- [SOURCE RECORDS]
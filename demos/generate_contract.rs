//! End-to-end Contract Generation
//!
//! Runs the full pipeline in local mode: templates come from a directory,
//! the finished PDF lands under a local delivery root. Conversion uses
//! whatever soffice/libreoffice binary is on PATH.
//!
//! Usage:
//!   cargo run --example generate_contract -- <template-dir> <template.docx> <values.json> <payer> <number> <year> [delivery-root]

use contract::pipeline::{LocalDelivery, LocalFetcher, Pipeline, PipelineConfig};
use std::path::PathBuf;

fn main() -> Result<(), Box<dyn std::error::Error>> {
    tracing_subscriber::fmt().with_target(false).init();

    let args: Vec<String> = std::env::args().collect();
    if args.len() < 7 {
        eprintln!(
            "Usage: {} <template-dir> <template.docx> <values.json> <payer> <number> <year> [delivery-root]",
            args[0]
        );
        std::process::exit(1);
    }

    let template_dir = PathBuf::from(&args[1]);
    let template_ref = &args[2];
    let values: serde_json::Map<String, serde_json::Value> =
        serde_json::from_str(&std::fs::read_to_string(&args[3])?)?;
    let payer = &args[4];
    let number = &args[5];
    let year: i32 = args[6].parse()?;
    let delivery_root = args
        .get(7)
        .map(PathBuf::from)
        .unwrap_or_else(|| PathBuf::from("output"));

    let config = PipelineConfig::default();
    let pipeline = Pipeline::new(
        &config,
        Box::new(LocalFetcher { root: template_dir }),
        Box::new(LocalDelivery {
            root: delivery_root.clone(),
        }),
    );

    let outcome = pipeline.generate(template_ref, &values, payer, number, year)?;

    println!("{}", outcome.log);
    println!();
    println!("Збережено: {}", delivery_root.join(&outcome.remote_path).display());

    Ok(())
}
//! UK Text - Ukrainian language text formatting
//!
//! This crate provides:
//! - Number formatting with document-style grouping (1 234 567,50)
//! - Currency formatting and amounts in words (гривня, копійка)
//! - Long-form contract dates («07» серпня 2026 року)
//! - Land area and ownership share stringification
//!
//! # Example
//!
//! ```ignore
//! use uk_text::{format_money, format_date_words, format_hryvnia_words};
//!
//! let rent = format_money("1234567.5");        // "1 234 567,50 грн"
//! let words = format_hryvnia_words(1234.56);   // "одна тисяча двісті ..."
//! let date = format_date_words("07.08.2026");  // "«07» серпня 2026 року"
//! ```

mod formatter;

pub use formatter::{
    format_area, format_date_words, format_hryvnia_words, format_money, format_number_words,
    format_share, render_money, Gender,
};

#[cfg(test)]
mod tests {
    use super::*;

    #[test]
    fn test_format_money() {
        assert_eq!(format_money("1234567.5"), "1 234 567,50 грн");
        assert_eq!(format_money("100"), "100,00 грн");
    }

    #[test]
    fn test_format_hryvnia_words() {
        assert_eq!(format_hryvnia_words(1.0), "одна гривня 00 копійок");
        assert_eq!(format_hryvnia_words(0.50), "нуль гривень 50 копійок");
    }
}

- [WORK TO BE COMPLETED] The records above must be output exactly, in full.

- [ANSWER TO THIS EXERCISE]
filename demos/generate_contract.rs
//! End-to-end Contract Generation
//!
//! Runs the full pipeline in local mode: templates come from a directory,
//! the finished PDF lands under a local delivery root. Conversion uses
//! whatever soffice/libreoffice binary is on PATH.
//!
//! Usage:
//!   cargo run --example generate_contract -- <template-dir> <template.docx> <values.json> <payer> <number> <year> [delivery-root]

use contract::pipeline::{LocalDelivery, LocalFetcher, Pipeline, PipelineConfig};
use std::path::PathBuf;

fn main() -> Result<(), Box<dyn std::error::Error>> {
    tracing_subscriber::fmt().with_target(false).init();

    let args: Vec<String> = std::env::args().collect();
    if args.len() < 7 {
        eprintln!(
            "Usage: {} <template-dir> <template.docx> <values.json> <payer> <number> <year> [delivery-root]",
            args[0]
        );
        std::process::exit(1);
    }

    let template_dir = PathBuf::from(&args[1]);
    let template_ref = &args[2];
    let values: serde_json::Map<String, serde_json::Value> =
        serde_json::from_str(&std::fs::read_to_string(&args[3])?)?;
    let payer = &args[4];
    let number = &args[5];
    let year: i32 = args[6].parse()?;
    let delivery_root = args
        .get(7)
        .map(PathBuf::from)
        .unwrap_or_else(|| PathBuf::from("output"));

    let config = PipelineConfig::default();
    let pipeline = Pipeline::new(
        &config,
        Box::new(LocalFetcher { root: template_dir }),
        Box::new(LocalDelivery {
            root: delivery_root.clone(),
        }),
    );

    let outcome = pipeline.generate(template_ref, &values, payer, number, year)?;

    println!("{}", outcome.log);
    println!();
    println!("Збережено: {}", delivery_root.join(&outcome.remote_path).display());

    Ok(())
}
//! UK Text - Ukrainian language text formatting
//!
//! This crate provides:
//! - Number formatting with document-style grouping (1 234 567,50)
//! - Currency formatting and amounts in words (гривня, копійка)
//! - Long-form contract dates («07» серпня 2026 року)
//! - Land area and ownership share stringification
//!
//! # Example
//!
//! ```ignore
//! use uk_text::{format_money, format_date_words, format_hryvnia_words};
//!
//! let rent = format_money("1234567.5");        // "1 234 567,50 грн"
//! let words = format_hryvnia_words(1234.56);   // "одна тисяча двісті ..."
//! let date = format_date_words("07.08.2026");  // "«07» серпня 2026 року"
//! ```

mod formatter;

pub use formatter::{
    format_area, format_date_words, format_hryvnia_words, format_money, format_number_words,
    format_share, render_money, Gender,
};

#[cfg(test)]
mod tests {
    use super::*;

    #[test]
    fn test_format_money() {
        assert_eq!(format_money("1234567.5"), "1 234 567,50 грн");
        assert_eq!(format_money("100"), "100,00 грн");
    }

    #[test]
    fn test_format_hryvnia_words() {
        assert_eq!(format_hryvnia_words(1.0), "одна гривня 00 копійок");
        assert_eq!(format_hryvnia_words(0.50), "нуль гривень 50 копійок");
    }
}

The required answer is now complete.